2. Vous nous présentez un document pour ceux qui ont eu la chance de l’avoir dans leurs documents de ce conseil nommés « bilan de la vidéo protection ».

Ce document concoure également au côté malhonnête de la démarche.
Concernant le comité d’éthique, celui-ci ne s’est réuni que deux fois. Autant dire tout de suite que nous n’avons jamais eu connaissance du contenu de ses travaux. Pour justifier une année entre ces deux seules réunions vous argumentez par : « compte tenu des évènements survenus tant en matière de dégradation que de difficultés de gestion du personnel, nous n’avons pas été en mesure de réunir cette instance avant le 14 juin 2010 ». Cette justification est évidemment profondément scandaleuse. Comment pouvez-vous penser que cette instance à pu jouer le moindre rôle ? Peut-être ne lui accordiez-vous d’ailleurs aucun rôle si ce n’est de prétexte ?
Ce document donne un certain nombre d’informations très vagues sans grandes valeurs. Une vraie évaluation aurait définie un protocole, une durée d’évaluation, des indicateurs, des comparaisons sur la même période avec des quartiers de sociologie identique. Ici rien de tout cela.
Vous nous dites qu’il y a eu 19 remises d’image sous réquisition qui ont permis d’apporter des éléments dans le cadre d’enquêtes judiciaires, et pour certaines identifier le ou les auteurs. Encore une fois, vous mélangez les images de vidéo protection que nous soutenons et les images de vidéo surveillance que nous dénonçons pour leur coût exorbitant et leur inefficacité. Je ne voudrais pas lancer trop de fleurs à notre police municipale mais je suis sur que leurs résultats, ramenés à un seul agent, sont bien plus importants que ce bien maigre résultat.

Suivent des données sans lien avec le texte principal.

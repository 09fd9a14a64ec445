use axum::http::StatusCode;
use axum::response::{IntoResponse, Response};
use axum::routing::{get, post};
use axum::serve;
use axum::{Json, Router};
use kerb_crawler::common::bbox::BBox;
use kerb_crawler::common::config::{RouteConfig, UserRouteConfig};
use kerb_crawler::common::error::RouteError;
use kerb_crawler::common::progress::{ProgressEvent, ProgressLog, Severity};
use kerb_crawler::export::gpx::to_gpx_string;
use kerb_crawler::loading::structs::NetworkInput;
use kerb_crawler::routing::metrics::RouteStats;
use kerb_crawler::routing::pipeline::plan_route;
use log::{error, info};
use serde::{Deserialize, Serialize};
use serde_json::json;
use std::time::Instant;

const DEFAULT_ADDR: &str = "0.0.0.0:8000";

/// Body of a route request, a filtered street network and the user's
/// preferences for how it should be driven
#[derive(Deserialize, Debug)]
struct RouteRequest {
    network: NetworkInput,
    #[serde(default)]
    config: UserRouteConfig,
}

#[derive(Serialize, Debug)]
struct RouteResponse {
    coords: Vec<(f64, f64)>,
    bbox: Option<BBox>,
    centre: Option<(f64, f64)>,
    stats: RouteStats,
    gpx: String,
    events: Vec<ProgressEvent>,
}

/// A request which could not be planned, along with every event raised
/// before it stopped
#[derive(Debug)]
struct RouteFailure {
    error: RouteError,
    events: Vec<ProgressEvent>,
}

impl RouteFailure {
    /// Record the error as a final event and bundle it with the history
    fn recorded(error: RouteError, mut progress: ProgressLog) -> Self {
        progress.record(&ProgressEvent::now(error.to_string(), Severity::Error));
        RouteFailure {
            error: error,
            events: progress.events,
        }
    }
}

/// Run a route request from start to finish, returning either a planned
/// route or the error which stopped it. Every progress event raised along
/// the way is returned in both cases.
fn run_request(request: RouteRequest) -> Result<RouteResponse, RouteFailure> {
    let mut progress = ProgressLog::new();

    let config = match RouteConfig::try_from(request.config) {
        Ok(config) => config,
        Err(err) => return Err(RouteFailure::recorded(err, progress)),
    };

    // The pipeline raises its own error event before returning
    let route = match plan_route(&request.network, &config, |event| progress.record(event)) {
        Ok(route) => route,
        Err(err) => {
            return Err(RouteFailure {
                error: err,
                events: progress.events,
            });
        }
    };

    let gpx = match to_gpx_string(&route.coords) {
        Ok(gpx) => gpx,
        Err(err) => return Err(RouteFailure::recorded(err, progress)),
    };

    let bbox = BBox::from_coords(&route.coords);
    let centre = bbox.as_ref().map(|bbox| bbox.get_centre());

    Ok(RouteResponse {
        bbox: bbox,
        centre: centre,
        coords: route.coords,
        stats: route.stats,
        gpx: gpx,
        events: progress.events,
    })
}

fn into_http_response(result: Result<RouteResponse, RouteFailure>) -> Response {
    match result {
        Ok(route) => (StatusCode::OK, Json(route)).into_response(),
        Err(failure) => {
            let json_response = json!({
                "status": "error",
                "message": failure.error.to_string(),
                "events": failure.events,
            });
            (StatusCode::UNPROCESSABLE_ENTITY, Json(json_response)).into_response()
        }
    }
}

async fn post_route(Json(request): Json<RouteRequest>) -> Response {
    let now = Instant::now();

    let outcome =
        tokio::task::spawn_blocking(move || into_http_response(run_request(request))).await;

    let response = match outcome {
        Ok(response) => response,
        Err(err) => {
            error!("Route planning task failed: {err}");
            let json_response = json!({
                "status": "error",
                "message": "route planning failed unexpectedly",
            });
            (StatusCode::INTERNAL_SERVER_ERROR, Json(json_response)).into_response()
        }
    };

    info!("Elapsed: {:.2?}", now.elapsed());

    response
}

async fn health_check() -> impl IntoResponse {
    let msg = "Hello World!";

    let json_response = json!({
        "status": "success",
        "message": msg
    });

    Json(json_response)
}

#[tokio::main]
async fn main() {
    env_logger::Builder::from_env(env_logger::Env::default().default_filter_or("info"))
        .init();

    let addr = std::env::var("KERB_CRAWLER_ADDR").unwrap_or_else(|_| DEFAULT_ADDR.to_string());

    let router = Router::new()
        .route("/healthcheck", get(health_check))
        .route("/route", post(post_route));

    let listener = tokio::net::TcpListener::bind(&addr)
        .await
        .unwrap_or_else(|err| panic!("Error binding to {addr}: {err}"));
    info!("Listening on {addr}");
    serve(listener, router).await.expect("Error serving API!");
}
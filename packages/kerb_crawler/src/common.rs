//! Types and helpers shared by every stage of route planning: graph weights,
//! geometry, configuration, errors and progress reporting.

pub mod bbox;
pub mod config;
pub mod error;
pub mod geometry;
pub mod graph_data;
pub mod progress;
//! Turn classification and scoring. Collection vehicles strongly prefer to
//! keep turning right, so when there is a choice of streets the circuit
//! builder takes the one with the lowest score as calculated here.

use crate::common::config::TurnPenalties;
use crate::common::geometry::turn_angle;

/// Turns up to this many degrees either way are treated as going straight on
pub const STRAIGHT_LIMIT: f64 = 20.0;

/// Turns sharper than this many degrees either way are treated as U-turns
pub const U_TURN_LIMIT: f64 = 150.0;

const RIGHT_BASE: f64 = 20.0;
const LEFT_BASE: f64 = 160.0;
const U_TURN_BASE: f64 = 500.0;

#[derive(Debug, Clone, Copy, PartialEq, Eq)]
pub enum TurnKind {
    Straight,
    Right,
    Left,
    UTurn,
}

/// Classify a signed turn angle in degrees, as produced by
/// [`turn_angle`]. Positive angles turn right.
pub fn classify_turn(angle: f64) -> TurnKind {
    let magnitude = angle.abs();
    if magnitude > U_TURN_LIMIT {
        TurnKind::UTurn
    } else if magnitude <= STRAIGHT_LIMIT {
        TurnKind::Straight
    } else if angle > 0.0 {
        TurnKind::Right
    } else {
        TurnKind::Left
    }
}

/// Score the turn from a street travelled at the incoming bearing onto one
/// leaving at the outgoing bearing. Lower is better.
pub fn turn_score(incoming: f64, outgoing: f64, penalties: &TurnPenalties) -> f64 {
    let angle = turn_angle(incoming, outgoing);
    let magnitude = angle.abs();
    match classify_turn(angle) {
        TurnKind::UTurn => {
            U_TURN_BASE + (magnitude - U_TURN_LIMIT) + penalties.u_turn
        }
        TurnKind::Straight => magnitude + penalties.straight,
        TurnKind::Right => RIGHT_BASE + angle + penalties.right,
        TurnKind::Left => LEFT_BASE + magnitude + penalties.left,
    }
}
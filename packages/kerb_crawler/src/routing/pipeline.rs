use crate::common::config::RouteConfig;
use crate::common::error::RouteError;
use crate::common::graph_data::RoadGraph;
use crate::common::progress::{ProgressEvent, Severity};
use crate::loading::components::reduce_to_largest_component;
use crate::loading::petgraph::{create_graph, find_start_node};
use crate::loading::structs::NetworkInput;
use crate::routing::balancing::{Balancer, GreedyMatching};
use crate::routing::circuit::{Circuit, build_circuit};
use crate::routing::metrics::{
    RouteStats, deadhead_distance, drive_time_minutes, measure_circuit,
};

/// A completed route, along with the balanced graph it was built over
#[derive(Debug)]
pub struct PlannedRoute {
    pub graph: RoadGraph,
    pub circuit: Circuit,
    /// (lat, lon) of each vertex of the circuit in order of travel
    pub coords: Vec<(f64, f64)>,
    pub stats: RouteStats,
}

/// Hand a new event to the progress callback
fn emit<F: FnMut(&ProgressEvent)>(
    on_progress: &mut F,
    message: String,
    severity: Severity,
) {
    on_progress(&ProgressEvent::now(message, severity));
}

/// Plan a route over the provided network using the default greedy
/// matching to balance the graph. See plan_route_with.
pub fn plan_route<F: FnMut(&ProgressEvent)>(
    network: &NetworkInput,
    config: &RouteConfig,
    on_progress: F,
) -> Result<PlannedRoute, RouteError> {
    plan_route_with(network, config, &GreedyMatching, on_progress)
}

/// Run every stage of route planning in turn: build the graph, keep only its
/// largest strongly connected component, balance it, then build a circuit
/// over it and gather statistics. The progress callback is invoked once each
/// stage has finished, and once more if a stage fails.
pub fn plan_route_with<B: Balancer, F: FnMut(&ProgressEvent)>(
    network: &NetworkInput,
    config: &RouteConfig,
    balancer: &B,
    mut on_progress: F,
) -> Result<PlannedRoute, RouteError> {
    // Build ------------------------------------------------------------------
    if network.segments.is_empty() {
        let err = RouteError::NoSegments;
        emit(&mut on_progress, err.to_string(), Severity::Error);
        return Err(err);
    }

    let graph = create_graph(&network.nodes, &network.segments, config.ignore_oneway);
    emit(
        &mut on_progress,
        format!(
            "Built road network with {} vertices and {} arcs from {} segments",
            graph.node_count(),
            graph.edge_count(),
            network.segments.len()
        ),
        Severity::Info,
    );

    // Reduce -----------------------------------------------------------------
    let reduced = match reduce_to_largest_component(&graph) {
        Ok(reduced) => reduced,
        Err(err) => {
            emit(&mut on_progress, err.to_string(), Severity::Error);
            return Err(err);
        }
    };
    emit(
        &mut on_progress,
        format!(
            "Kept the largest of {} connected regions: {} vertices, {} arcs",
            reduced.component_count,
            reduced.graph.node_count(),
            reduced.graph.edge_count()
        ),
        Severity::Info,
    );

    // Balance ----------------------------------------------------------------
    let balanced = balancer.balance(reduced.graph);
    emit(
        &mut on_progress,
        format!(
            "Paired {} odd-degree vertices, adding {} arcs",
            balanced.odd_vertices,
            balanced.added_arcs
        ),
        Severity::Info,
    );
    if !balanced.unmatched.is_empty() {
        emit(
            &mut on_progress,
            format!(
                "{} odd-degree vertices could not be paired, the route may not cover every street",
                balanced.unmatched.len()
            ),
            Severity::Warning,
        );
    }

    // Circuit ----------------------------------------------------------------
    let graph = balanced.graph;
    let start = match find_start_node(&graph, config.start) {
        Some(start) => start,
        None => {
            let err = RouteError::NoRoutableNetwork;
            emit(&mut on_progress, err.to_string(), Severity::Error);
            return Err(err);
        }
    };

    let circuit = build_circuit(&graph, start, &config.penalties);
    let closed = circuit.is_eulerian(&graph);
    if closed {
        emit(
            &mut on_progress,
            format!(
                "Built circuit of {} arcs from vertex {}",
                circuit.arcs.len(),
                graph[start].id
            ),
            Severity::Info,
        );
    } else {
        emit(
            &mut on_progress,
            format!(
                "Circuit covers {} of {} arcs and may not return to the start",
                circuit.arcs.len(),
                graph.edge_count()
            ),
            Severity::Warning,
        );
    }

    // Statistics -------------------------------------------------------------
    let metrics = measure_circuit(&graph, &circuit.vertices);

    let stats = RouteStats {
        total_distance_km: metrics.distance / 1000.0,
        arc_traversals: metrics.arc_traversals,
        drive_time_minutes: drive_time_minutes(
            metrics.distance,
            config.average_speed_kmh,
        ),
        vertex_count: graph.node_count(),
        arc_count: graph.edge_count(),
        component_count: reduced.component_count,
        included_segments: network.segments.len(),
        excluded_segments: network.excluded_segments,
        right_turns: metrics.right_turns,
        left_turns: metrics.left_turns,
        u_turns: metrics.u_turns,
        deadhead_distance_km: deadhead_distance(&graph) / 1000.0,
        odd_vertices: balanced.odd_vertices,
        matched_pairs: balanced.pairs.len(),
        unmatched_vertices: balanced.unmatched.len(),
        closed: closed,
        missing_hops: metrics.missing_hops,
    };

    let coords = circuit
        .vertices
        .iter()
        .map(|node| (graph[*node].lat, graph[*node].lon))
        .collect();

    emit(
        &mut on_progress,
        format!(
            "Route complete: {:.2} km, about {:.0} minutes",
            stats.total_distance_km, stats.drive_time_minutes
        ),
        Severity::Success,
    );

    Ok(PlannedRoute {
        graph: graph,
        circuit: circuit,
        coords: coords,
        stats: stats,
    })
}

Lors d’un précédent conseil, vous nous aviez qualifiés de menteurs lorsque nous avions annoncé 500 000 euros pour la seule vidéo surveillance. Votre bilan financier nous donne, malheureusement pour vous monsieur le maire, raison : 290 000 euros d’équipements et de maintenance + 210 000 euros de frais de personnel fait bien le compte. Et encore nous doutons que ce document fasse apparaitre l’ensemble des coûts.
Ce document démontre bien un des grands travers de ce type dispositif, le coût. Mais il m’est en évidence également son inefficacité. Il suffit de regarder le commentaire que vous faites vous-même sous le graphique concernant les faits constatés par la Police Nationale du 1er janvier au 31 mai des années 2008/2009/2010. Les résultats sont si peu probants que vous vous sentez obligés de préciser : « En ce qui concerne la place Beaumarchais, il faut tenir compte du fait que certains secteurs ne sont pas couverts par la vidéo protection, notamment la montée du n°25, lieu où les dégradations sont en augmentation ». Et oui, monsieur le maire, vous faites la belle démonstration que la vidéo surveillance ne règle rien et qu’au mieux elle déplace le problème. Une évaluation sérieuse comme vous vous y étiez engagé l’aurait très facilement démontré. A ce sujet, nous vous renverrons sur un certain nombre d’enquêtes très sérieuses qui sont invariantes dans ce domaine.
Pour conclure nos commentaires sur cette délibération, nous voulons vous faire d’une de nos interrogations. Pourquoi cette délibération maintenant ? Nous y avons trouvé malheureusement une réponse : en raison du calendrier électoral. On commence donc par une promesse d’une évaluation présentée à tous les échirollois que vous ne tenez pas et vous finissez par mettre le problème de la sécurité sur la table avant l’engagement d’une campagne électorale. Ce sont des méthodes que nous voyons plutôt à droite !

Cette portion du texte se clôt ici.